Instructions to follow ▸
Repeat exactly the lines below that lie between the line with "Path normalization utilities" and the line with "pub fn to_remote_key(relative_path: &str, object_root: &str)", counting both of those lines as part of the answer.

── Recorded information ──

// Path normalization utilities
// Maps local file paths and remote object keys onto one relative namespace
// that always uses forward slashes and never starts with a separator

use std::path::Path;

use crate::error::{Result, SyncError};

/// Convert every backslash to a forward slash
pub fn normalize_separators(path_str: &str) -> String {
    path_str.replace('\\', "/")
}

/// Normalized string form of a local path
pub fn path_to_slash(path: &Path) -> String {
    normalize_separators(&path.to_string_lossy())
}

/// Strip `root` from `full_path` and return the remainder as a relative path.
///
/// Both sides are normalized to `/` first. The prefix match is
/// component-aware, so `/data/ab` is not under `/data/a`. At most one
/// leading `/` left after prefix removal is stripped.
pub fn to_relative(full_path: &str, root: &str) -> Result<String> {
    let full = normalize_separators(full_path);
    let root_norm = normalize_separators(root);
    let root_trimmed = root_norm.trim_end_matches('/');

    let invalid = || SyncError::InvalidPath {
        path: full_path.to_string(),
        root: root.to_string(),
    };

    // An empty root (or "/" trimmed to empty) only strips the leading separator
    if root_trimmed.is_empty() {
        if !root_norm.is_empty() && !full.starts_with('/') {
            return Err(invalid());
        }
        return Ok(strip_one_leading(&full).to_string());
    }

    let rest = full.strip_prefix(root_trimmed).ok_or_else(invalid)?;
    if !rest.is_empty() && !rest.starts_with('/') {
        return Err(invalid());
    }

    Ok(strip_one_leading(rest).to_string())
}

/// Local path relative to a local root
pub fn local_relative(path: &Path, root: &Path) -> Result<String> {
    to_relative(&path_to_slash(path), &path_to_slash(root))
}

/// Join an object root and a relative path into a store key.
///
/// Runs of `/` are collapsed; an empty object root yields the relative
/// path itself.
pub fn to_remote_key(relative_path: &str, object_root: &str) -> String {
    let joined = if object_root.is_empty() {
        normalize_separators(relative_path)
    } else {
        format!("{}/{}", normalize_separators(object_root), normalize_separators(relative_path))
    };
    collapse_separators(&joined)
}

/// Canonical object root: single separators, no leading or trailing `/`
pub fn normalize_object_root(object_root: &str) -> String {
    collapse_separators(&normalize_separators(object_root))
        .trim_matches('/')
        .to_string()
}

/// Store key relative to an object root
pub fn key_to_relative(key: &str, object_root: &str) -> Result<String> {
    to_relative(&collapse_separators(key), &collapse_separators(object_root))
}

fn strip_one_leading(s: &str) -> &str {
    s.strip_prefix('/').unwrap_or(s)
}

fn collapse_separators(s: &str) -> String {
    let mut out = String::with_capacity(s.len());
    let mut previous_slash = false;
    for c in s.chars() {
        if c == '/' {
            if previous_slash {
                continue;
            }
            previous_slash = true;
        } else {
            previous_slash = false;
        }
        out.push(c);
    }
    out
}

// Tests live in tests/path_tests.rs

───
── Recorded information ──

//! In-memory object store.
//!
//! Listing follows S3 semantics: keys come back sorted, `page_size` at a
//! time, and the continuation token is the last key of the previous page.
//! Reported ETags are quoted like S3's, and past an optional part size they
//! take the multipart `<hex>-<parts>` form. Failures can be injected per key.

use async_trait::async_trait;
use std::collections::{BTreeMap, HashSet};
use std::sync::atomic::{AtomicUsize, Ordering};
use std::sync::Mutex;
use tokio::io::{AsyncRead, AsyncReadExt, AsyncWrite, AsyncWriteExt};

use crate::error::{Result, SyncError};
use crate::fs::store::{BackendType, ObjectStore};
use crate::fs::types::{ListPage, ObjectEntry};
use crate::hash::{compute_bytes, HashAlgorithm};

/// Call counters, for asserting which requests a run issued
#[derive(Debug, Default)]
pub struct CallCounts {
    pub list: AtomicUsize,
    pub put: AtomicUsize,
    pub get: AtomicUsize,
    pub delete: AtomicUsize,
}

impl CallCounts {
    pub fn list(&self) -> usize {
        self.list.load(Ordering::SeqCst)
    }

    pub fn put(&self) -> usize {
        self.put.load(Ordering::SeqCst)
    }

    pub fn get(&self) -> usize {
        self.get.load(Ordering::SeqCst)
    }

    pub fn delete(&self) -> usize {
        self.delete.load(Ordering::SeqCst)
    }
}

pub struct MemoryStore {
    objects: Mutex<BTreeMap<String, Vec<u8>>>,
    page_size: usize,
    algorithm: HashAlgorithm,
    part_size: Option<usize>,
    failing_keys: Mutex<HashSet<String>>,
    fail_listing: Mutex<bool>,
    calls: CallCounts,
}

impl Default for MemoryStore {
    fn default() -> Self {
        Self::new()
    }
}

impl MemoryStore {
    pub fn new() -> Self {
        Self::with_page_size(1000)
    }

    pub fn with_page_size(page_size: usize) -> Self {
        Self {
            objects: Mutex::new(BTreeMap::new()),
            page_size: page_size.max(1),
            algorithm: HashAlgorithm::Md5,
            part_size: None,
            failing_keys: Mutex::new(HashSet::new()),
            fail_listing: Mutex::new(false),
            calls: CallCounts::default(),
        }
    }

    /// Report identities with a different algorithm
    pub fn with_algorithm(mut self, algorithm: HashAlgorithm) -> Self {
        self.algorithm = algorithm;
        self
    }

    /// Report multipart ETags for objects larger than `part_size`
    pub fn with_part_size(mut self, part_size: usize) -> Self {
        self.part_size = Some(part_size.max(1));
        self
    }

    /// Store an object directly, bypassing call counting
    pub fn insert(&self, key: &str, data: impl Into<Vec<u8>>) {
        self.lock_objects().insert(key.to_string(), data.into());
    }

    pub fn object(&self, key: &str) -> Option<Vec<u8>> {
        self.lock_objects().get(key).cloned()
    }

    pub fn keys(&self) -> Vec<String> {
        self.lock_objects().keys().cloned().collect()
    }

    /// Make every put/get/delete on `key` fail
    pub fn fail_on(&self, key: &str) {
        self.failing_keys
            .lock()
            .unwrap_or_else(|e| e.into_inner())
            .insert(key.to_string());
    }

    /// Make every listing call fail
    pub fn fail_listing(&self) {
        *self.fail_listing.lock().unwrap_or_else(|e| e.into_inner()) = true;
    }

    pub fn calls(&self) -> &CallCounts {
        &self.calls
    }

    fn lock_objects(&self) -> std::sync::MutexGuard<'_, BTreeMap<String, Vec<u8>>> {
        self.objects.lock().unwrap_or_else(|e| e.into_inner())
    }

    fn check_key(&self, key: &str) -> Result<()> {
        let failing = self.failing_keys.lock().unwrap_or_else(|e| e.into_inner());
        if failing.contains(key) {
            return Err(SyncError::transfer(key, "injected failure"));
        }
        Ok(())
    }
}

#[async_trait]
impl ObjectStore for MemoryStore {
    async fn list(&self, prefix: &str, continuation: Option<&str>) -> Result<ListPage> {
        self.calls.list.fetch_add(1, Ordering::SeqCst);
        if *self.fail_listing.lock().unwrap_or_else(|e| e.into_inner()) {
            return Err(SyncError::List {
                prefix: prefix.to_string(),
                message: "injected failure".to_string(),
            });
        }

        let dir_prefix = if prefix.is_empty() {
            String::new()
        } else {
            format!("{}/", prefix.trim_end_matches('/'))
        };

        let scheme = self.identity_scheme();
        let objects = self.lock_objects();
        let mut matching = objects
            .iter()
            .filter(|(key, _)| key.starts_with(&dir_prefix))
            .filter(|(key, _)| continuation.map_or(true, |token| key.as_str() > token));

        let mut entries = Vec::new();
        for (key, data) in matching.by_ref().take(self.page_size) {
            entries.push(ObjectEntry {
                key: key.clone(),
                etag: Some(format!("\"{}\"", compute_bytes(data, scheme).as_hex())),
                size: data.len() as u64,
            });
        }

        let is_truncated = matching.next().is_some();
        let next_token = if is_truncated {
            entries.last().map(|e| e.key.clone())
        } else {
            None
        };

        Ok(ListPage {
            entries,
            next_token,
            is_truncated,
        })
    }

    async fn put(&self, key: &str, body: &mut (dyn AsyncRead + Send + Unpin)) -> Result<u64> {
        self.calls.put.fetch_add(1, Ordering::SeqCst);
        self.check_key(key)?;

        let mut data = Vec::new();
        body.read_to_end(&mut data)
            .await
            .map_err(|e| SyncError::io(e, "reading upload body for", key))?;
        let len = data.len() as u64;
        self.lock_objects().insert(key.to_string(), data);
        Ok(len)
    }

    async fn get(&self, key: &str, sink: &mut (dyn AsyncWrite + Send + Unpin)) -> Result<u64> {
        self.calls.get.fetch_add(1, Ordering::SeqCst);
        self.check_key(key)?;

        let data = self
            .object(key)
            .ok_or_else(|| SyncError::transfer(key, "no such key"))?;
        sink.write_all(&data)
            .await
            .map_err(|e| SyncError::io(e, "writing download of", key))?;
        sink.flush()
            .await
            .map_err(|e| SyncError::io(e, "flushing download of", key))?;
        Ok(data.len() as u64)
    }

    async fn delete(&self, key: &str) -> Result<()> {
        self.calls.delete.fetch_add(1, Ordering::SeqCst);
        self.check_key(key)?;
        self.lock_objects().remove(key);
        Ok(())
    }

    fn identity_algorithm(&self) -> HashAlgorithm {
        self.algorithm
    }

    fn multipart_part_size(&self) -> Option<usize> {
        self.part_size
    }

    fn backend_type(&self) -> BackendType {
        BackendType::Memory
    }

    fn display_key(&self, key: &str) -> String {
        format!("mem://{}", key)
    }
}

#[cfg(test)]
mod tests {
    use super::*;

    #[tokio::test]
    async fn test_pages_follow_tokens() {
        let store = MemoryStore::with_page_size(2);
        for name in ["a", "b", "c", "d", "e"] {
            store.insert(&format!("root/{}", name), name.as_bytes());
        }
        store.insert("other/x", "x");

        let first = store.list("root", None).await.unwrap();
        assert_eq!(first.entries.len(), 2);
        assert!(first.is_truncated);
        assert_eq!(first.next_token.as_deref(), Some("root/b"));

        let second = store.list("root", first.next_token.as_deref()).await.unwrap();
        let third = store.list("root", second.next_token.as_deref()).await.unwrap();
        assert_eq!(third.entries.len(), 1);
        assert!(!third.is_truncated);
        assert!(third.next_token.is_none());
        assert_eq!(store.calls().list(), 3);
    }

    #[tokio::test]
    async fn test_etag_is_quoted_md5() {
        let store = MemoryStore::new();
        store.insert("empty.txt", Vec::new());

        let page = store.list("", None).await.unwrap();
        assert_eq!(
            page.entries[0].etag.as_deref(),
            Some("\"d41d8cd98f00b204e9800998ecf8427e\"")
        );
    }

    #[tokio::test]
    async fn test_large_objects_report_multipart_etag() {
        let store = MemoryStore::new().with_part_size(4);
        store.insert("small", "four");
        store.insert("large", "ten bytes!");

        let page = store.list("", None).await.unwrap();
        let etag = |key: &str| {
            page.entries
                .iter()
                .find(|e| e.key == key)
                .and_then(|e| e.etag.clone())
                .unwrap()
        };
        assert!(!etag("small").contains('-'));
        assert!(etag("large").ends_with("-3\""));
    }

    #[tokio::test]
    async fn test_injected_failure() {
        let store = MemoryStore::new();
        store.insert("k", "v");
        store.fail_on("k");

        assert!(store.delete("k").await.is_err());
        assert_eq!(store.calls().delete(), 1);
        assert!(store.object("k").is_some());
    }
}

───

Final answer ▸
// Path normalization utilities
// Maps local file paths and remote object keys onto one relative namespace
// that always uses forward slashes and never starts with a separator

use std::path::Path;

use crate::error::{Result, SyncError};

/// Convert every backslash to a forward slash
pub fn normalize_separators(path_str: &str) -> String {
    path_str.replace('\\', "/")
}

/// Normalized string form of a local path
pub fn path_to_slash(path: &Path) -> String {
    normalize_separators(&path.to_string_lossy())
}

/// Strip `root` from `full_path` and return the remainder as a relative path.
///
/// Both sides are normalized to `/` first. The prefix match is
/// component-aware, so `/data/ab` is not under `/data/a`. At most one
/// leading `/` left after prefix removal is stripped.
pub fn to_relative(full_path: &str, root: &str) -> Result<String> {
    let full = normalize_separators(full_path);
    let root_norm = normalize_separators(root);
    let root_trimmed = root_norm.trim_end_matches('/');

    let invalid = || SyncError::InvalidPath {
        path: full_path.to_string(),
        root: root.to_string(),
    };

    // An empty root (or "/" trimmed to empty) only strips the leading separator
    if root_trimmed.is_empty() {
        if !root_norm.is_empty() && !full.starts_with('/') {
            return Err(invalid());
        }
        return Ok(strip_one_leading(&full).to_string());
    }

    let rest = full.strip_prefix(root_trimmed).ok_or_else(invalid)?;
    if !rest.is_empty() && !rest.starts_with('/') {
        return Err(invalid());
    }

    Ok(strip_one_leading(rest).to_string())
}

/// Local path relative to a local root
pub fn local_relative(path: &Path, root: &Path) -> Result<String> {
    to_relative(&path_to_slash(path), &path_to_slash(root))
}

/// Join an object root and a relative path into a store key.
///
/// Runs of `/` are collapsed; an empty object root yields the relative
/// path itself.
pub fn to_remote_key(relative_path: &str, object_root: &str) -> String {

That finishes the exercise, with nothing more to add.